This is not to suggest that Nawaz Sharif’s presence in Islamabad translates into a sudden improvement in his government’s performance; but it might be useful in injecting confidence into his supporters. From all accounts, he is a remote figure, mostly inaccessible even to his cabinet colleagues.
So it came as no surprise when, in response to the rising populist threat from Imran Khan and Qadri, he reportedly said: “It hurts me and confuses me: who has given them the agenda?”
Confusion is the word that best describes his approach to the present political crisis, and I’m glad he picked it himself. Blessed with the attention span of a gnat, even Nawaz Sharif ought to have figured out ‘who has given them the agenda’ by now.
[HR][/HR] The army can shove harder than anybody else [HR][/HR] Given Pakistan’s history of fraught civil-military relations, and his own personal experience, one would have expected him to think twice before taking on the generals again. Surely he should know that when push comes to shove, the army can shove harder than anybody else.
He probably thought he had picked a winner when he promoted Raheel Sharif to succeed Kayani to become army chief last year. Although not related, he considered that his family ties with the general would ensure immunity from future military interventions, overt or covert.
But by now, even Nawaz Sharif should know that for the officer corps, the army’s institutional interests outweigh all other considerations. And while the military establishment has been outwardly detached from the ongoing political turmoil, its role cannot be ignored. From his early foot-dragging over military action against the Taliban to his support for Geo after it openly accused the head of the ISI of ordering the attempt on anchor Hamid Mir’s life, Nawaz Sharif has been on a collision course with the army.
And his unnecessary panga, or confrontation, with the generals over Musharraf’s treason trial has not helped. While sticklers for the rule of law — and hard-liners in the ruling party — welcomed this step, hackles were raised in GHQ.
But in today’s Pakistan, political realities diverge widely from legal niceties. There are times when taking the moral high ground makes you an easy target. For a year, the Election Commission and the government have been dragging their feet over allegations that elections were rigged in a number of constituencies.
It is only now, under mounting pressure, that the PM has agreed to a judicial tribunal to examine Imran Khan’s complaints. This concession reminds me of Zulfiqar Ali Bhutto’s ban on alcohol, gambling and night clubs to neutralise the opposition alliance’s demands for Islamic rule in 1977. While this gambit did nothing to save him, the country has paid a high price for his desperate manoeuvre.

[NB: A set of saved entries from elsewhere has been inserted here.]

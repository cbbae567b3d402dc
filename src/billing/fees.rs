//! Fee read adapters
//!
//! Fee mutations (resizing, activation) go through the reconciliation engine
//! because they move derived invoice state; this manager only reads.

use crate::traits::*;
use crate::types::*;

/// Fee manager for fetch and listing operations
pub struct FeeManager<S: BillingStorage> {
    storage: S,
}

impl<S: BillingStorage> FeeManager<S> {
    /// Create a new fee manager
    pub fn new(storage: S) -> Self {
        Self { storage }
    }

    /// Get a fee by ID
    pub async fn get_fee(&self, fee_id: &str) -> BillingResult<Option<Fee>> {
        self.storage.get_fee(fee_id).await
    }

    /// Get a fee by ID, returning an error if not found
    pub async fn get_fee_required(&self, fee_id: &str) -> BillingResult<Fee> {
        self.storage
            .get_fee(fee_id)
            .await?
            .ok_or_else(|| BillingError::FeeNotFound(fee_id.to_string()))
    }

    /// Get an active fee by ID, returning an error if missing or inactive
    pub async fn get_active_fee(&self, fee_id: &str) -> BillingResult<Fee> {
        self.storage
            .get_fee(fee_id)
            .await?
            .filter(|fee| fee.active)
            .ok_or_else(|| BillingError::FeeNotFound(fee_id.to_string()))
    }

    /// List all fees of an invoice in schedule order
    pub async fn find_by_invoice(&self, invoice_id: &str) -> BillingResult<Vec<Fee>> {
        self.storage.list_invoice_fees(invoice_id).await
    }

    /// List the active, not yet settled fees of an invoice in schedule order
    pub async fn find_open_by_invoice(&self, invoice_id: &str) -> BillingResult<Vec<Fee>> {
        let fees = self.storage.list_invoice_fees(invoice_id).await?;
        Ok(fees
            .into_iter()
            .filter(|fee| fee.active && fee.status != SettlementStatus::PaidOut)
            .collect())
    }
}

#[cfg(test)]
mod tests {
    use super::*;
    use crate::utils::memory_storage::MemoryStorage;
    use bigdecimal::BigDecimal;

    fn dec(value: i64) -> BigDecimal {
        BigDecimal::from(value)
    }

    async fn seed() -> (MemoryStorage, FeeManager<MemoryStorage>) {
        let mut storage = MemoryStorage::new();
        let invoice = Invoice::new("inv1".to_string(), dec(300));
        storage.save_invoice(&invoice).await.unwrap();

        let open = Fee::new("fee1".to_string(), "inv1".to_string(), 1, dec(100));
        let mut settled = Fee::new("fee2".to_string(), "inv1".to_string(), 2, dec(100));
        settled.status = SettlementStatus::PaidOut;
        let mut inactive = Fee::new("fee3".to_string(), "inv1".to_string(), 3, dec(100));
        inactive.active = false;
        storage.save_fee(&open).await.unwrap();
        storage.save_fee(&settled).await.unwrap();
        storage.save_fee(&inactive).await.unwrap();

        (storage.clone(), FeeManager::new(storage))
    }

    #[tokio::test]
    async fn test_get_fee_required_and_active() {
        let (_, manager) = seed().await;

        assert_eq!(manager.get_fee_required("fee1").await.unwrap().id, "fee1");
        assert!(matches!(
            manager.get_fee_required("missing").await.unwrap_err(),
            BillingError::FeeNotFound(_)
        ));

        // An inactive fee is found by plain fetch, but not as an active fee
        assert!(manager.get_fee("fee3").await.unwrap().is_some());
        assert!(matches!(
            manager.get_active_fee("fee3").await.unwrap_err(),
            BillingError::FeeNotFound(_)
        ));
    }

    #[tokio::test]
    async fn test_find_open_skips_settled_and_inactive() {
        let (_, manager) = seed().await;

        let open = manager.find_open_by_invoice("inv1").await.unwrap();
        let ids: Vec<&str> = open.iter().map(|fee| fee.id.as_str()).collect();
        assert_eq!(ids, vec!["fee1"]);
    }
}
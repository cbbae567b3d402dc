//! Core types and data structures for the billing system

use bigdecimal::BigDecimal;
use chrono::NaiveDateTime;
use serde::{Deserialize, Serialize};

/// Settlement state shared by invoices and fees
#[derive(Debug, Clone, Copy, PartialEq, Eq, Hash, Serialize, Deserialize)]
#[serde(rename_all = "SCREAMING_SNAKE_CASE")]
pub enum SettlementStatus {
    /// Nothing has been verified as paid yet
    Pending,
    /// Some, but not all, of the total has been verified as paid
    Partial,
    /// Verified payments cover the total exactly
    PaidOut,
}

impl SettlementStatus {
    /// Derive the settlement status from a total and the verified-paid amount.
    ///
    /// This is the single source of truth for status transitions. The engine
    /// recomputes statuses through this function after every mutation instead
    /// of toggling the stored field, so repeated resizes cannot drift.
    pub fn derive(total: &BigDecimal, verified_paid: &BigDecimal) -> Self {
        if *verified_paid == BigDecimal::from(0) {
            SettlementStatus::Pending
        } else if verified_paid == total {
            SettlementStatus::PaidOut
        } else {
            SettlementStatus::Partial
        }
    }
}

/// Verification state of a recorded payment
#[derive(Debug, Clone, Copy, PartialEq, Eq, Hash, Serialize, Deserialize)]
#[serde(rename_all = "SCREAMING_SNAKE_CASE")]
pub enum PaymentStatus {
    /// Recorded but not yet verified; excluded from settlement totals
    Pending,
    /// Verified as received; the only state that counts toward settlement
    Verified,
    /// Rejected during verification; excluded from settlement totals
    Rejected,
}

/// Aggregate billing record composed of scheduled fees
///
/// `total`, `status`, and `fees_paid_out` are derived state: they are written
/// only by the reconciliation engine, never by CRUD adapters.
#[derive(Debug, Clone, PartialEq, Serialize, Deserialize)]
pub struct Invoice {
    /// Unique identifier for the invoice
    pub id: String,
    /// Sum of the totals of all active fees
    pub total: BigDecimal,
    /// Derived settlement status
    pub status: SettlementStatus,
    /// Count of fees currently considered fully settled
    pub fees_paid_out: u32,
    /// When the invoice was created
    pub created_at: NaiveDateTime,
    /// When the invoice was last updated
    pub updated_at: NaiveDateTime,
}

impl Invoice {
    /// Create a new invoice with the given total
    pub fn new(id: String, total: BigDecimal) -> Self {
        let now = chrono::Utc::now().naive_utc();
        Self {
            id,
            total,
            status: SettlementStatus::Pending,
            fees_paid_out: 0,
            created_at: now,
            updated_at: now,
        }
    }

    /// Refresh the update timestamp
    pub fn touch(&mut self) {
        self.updated_at = chrono::Utc::now().naive_utc();
    }
}

/// A scheduled portion of an invoice's total, owed and tracked independently
#[derive(Debug, Clone, PartialEq, Serialize, Deserialize)]
pub struct Fee {
    /// Unique identifier for the fee
    pub id: String,
    /// Owning invoice
    pub invoice_id: String,
    /// Position within the invoice's payment schedule, starting at 1
    pub number: u32,
    /// Nominal amount owed for this fee
    pub total: BigDecimal,
    /// Derived settlement status
    pub status: SettlementStatus,
    /// Soft-delete flag; fees are deactivated, never deleted
    pub active: bool,
    /// When the fee was created
    pub created_at: NaiveDateTime,
    /// When the fee was last updated
    pub updated_at: NaiveDateTime,
}

impl Fee {
    /// Create a new active fee in the pending state
    pub fn new(id: String, invoice_id: String, number: u32, total: BigDecimal) -> Self {
        let now = chrono::Utc::now().naive_utc();
        Self {
            id,
            invoice_id,
            number,
            total,
            status: SettlementStatus::Pending,
            active: true,
            created_at: now,
            updated_at: now,
        }
    }

    /// Refresh the update timestamp
    pub fn touch(&mut self) {
        self.updated_at = chrono::Utc::now().naive_utc();
    }
}

/// A recorded payment instance against a fee
#[derive(Debug, Clone, PartialEq, Serialize, Deserialize)]
pub struct Payment {
    /// Unique identifier for the payment
    pub id: String,
    /// Fee this payment settles
    pub fee_id: String,
    /// Amount paid
    pub amount: BigDecimal,
    /// Verification status
    pub status: PaymentStatus,
    /// When the payment was recorded
    pub created_at: NaiveDateTime,
    /// When the payment was last updated
    pub updated_at: NaiveDateTime,
}

impl Payment {
    /// Record a new payment pending verification
    pub fn new(id: String, fee_id: String, amount: BigDecimal) -> Self {
        let now = chrono::Utc::now().naive_utc();
        Self {
            id,
            fee_id,
            amount,
            status: PaymentStatus::Pending,
            created_at: now,
            updated_at: now,
        }
    }

    /// Refresh the update timestamp
    pub fn touch(&mut self) {
        self.updated_at = chrono::Utc::now().naive_utc();
    }
}

/// Errors that can occur in the billing system
#[derive(Debug, thiserror::Error)]
pub enum BillingError {
    #[error("Storage error: {0}")]
    Storage(String),
    #[error("Invoice not found: {0}")]
    InvoiceNotFound(String),
    #[error("Fee not found: {0}")]
    FeeNotFound(String),
    #[error("Payment not found: {0}")]
    PaymentNotFound(String),
    #[error("Invalid amount: {0}")]
    InvalidAmount(String),
    #[error("Transaction conflict: {0}")]
    TransactionConflict(String),
    #[error("Validation error: {0}")]
    Validation(String),
}

impl BillingError {
    /// Whether this error is transient and the operation can be retried
    /// against fresh state
    pub fn is_conflict(&self) -> bool {
        matches!(self, BillingError::TransactionConflict(_))
    }
}

/// Result type for billing operations
pub type BillingResult<T> = Result<T, BillingError>;

#[cfg(test)]
mod tests {
    use super::*;

    fn dec(value: i64) -> BigDecimal {
        BigDecimal::from(value)
    }

    #[test]
    fn test_status_derivation_pending() {
        assert_eq!(
            SettlementStatus::derive(&dec(100), &dec(0)),
            SettlementStatus::Pending
        );
    }

    #[test]
    fn test_status_derivation_partial() {
        assert_eq!(
            SettlementStatus::derive(&dec(100), &dec(40)),
            SettlementStatus::Partial
        );
    }

    #[test]
    fn test_status_derivation_paid_out() {
        assert_eq!(
            SettlementStatus::derive(&dec(100), &dec(100)),
            SettlementStatus::PaidOut
        );
    }

    #[test]
    fn test_status_derivation_zero_total() {
        // A zero-total fee with nothing paid is still pending, not settled
        assert_eq!(
            SettlementStatus::derive(&dec(0), &dec(0)),
            SettlementStatus::Pending
        );
    }

    #[test]
    fn test_status_serialization_matches_schema() {
        let json = serde_json::to_string(&SettlementStatus::PaidOut).unwrap();
        assert_eq!(json, "\"PAID_OUT\"");
        let json = serde_json::to_string(&PaymentStatus::Verified).unwrap();
        assert_eq!(json, "\"VERIFIED\"");
    }

    #[test]
    fn test_new_fee_defaults() {
        let fee = Fee::new("f1".to_string(), "i1".to_string(), 1, dec(100));
        assert!(fee.active);
        assert_eq!(fee.status, SettlementStatus::Pending);
        assert_eq!(fee.invoice_id, "i1");
    }

    #[test]
    fn test_conflict_classification() {
        assert!(BillingError::TransactionConflict("busy".to_string()).is_conflict());
        assert!(!BillingError::FeeNotFound("f1".to_string()).is_conflict());
    }
}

There are other parallels to those distant events. Then, Asghar Khan not only invited the military to intervene, but also rejected Bhutto’s offer to hold re-elections. Before the elections, he had announced that if the ruling PPP was declared the winner, the results would be rejected by the opposition. He also threatened to hang Bhutto from Kahuta Bridge. Does any of this sound familiar?

The reality is that most elections in Pakistan are flawed. The question is whether they have a certain crude validity. According to virtually every international and local election monitor, the 2013 elections were among the fairest held here. Of course there were several constituencies where I’m sure the numbers were massaged, and many others where the results did not depict the true picture either due to bureaucratic intervention, or to the muscle deployed by local candidates.

But few elections in the Third World are entirely free and fair. The best we can hope for is a rough and ready mandate. In 2000, when the famous ‘hanging chads’ in Miami threatened to cause a deadlock in the US presidential election, the dispute was referred to the Supreme Court. Here, a majority of the bench set up to hear the case consisted of right-wing judges, and ruled in favour of George W. Bush.

His rival Al Gore was urged by his legal team to continue fighting as he had a very good case. But Gore withdrew his petition, arguing that political uncertainty was bad for the US. While expecting this kind of lofty patriotism of Imran Khan is perhaps unrealistic, his words and actions are playing into the hands of extra-constitutional forces, as Asghar Khan’s once did.

Another similarity with the events of 1977 is that then, too, Bhutto sought help from the army to suppress the violent agitation unleashed by the opposition alliance. After initially deploying troops in the major cities, Zia staged his coup, and later hanged Bhutto.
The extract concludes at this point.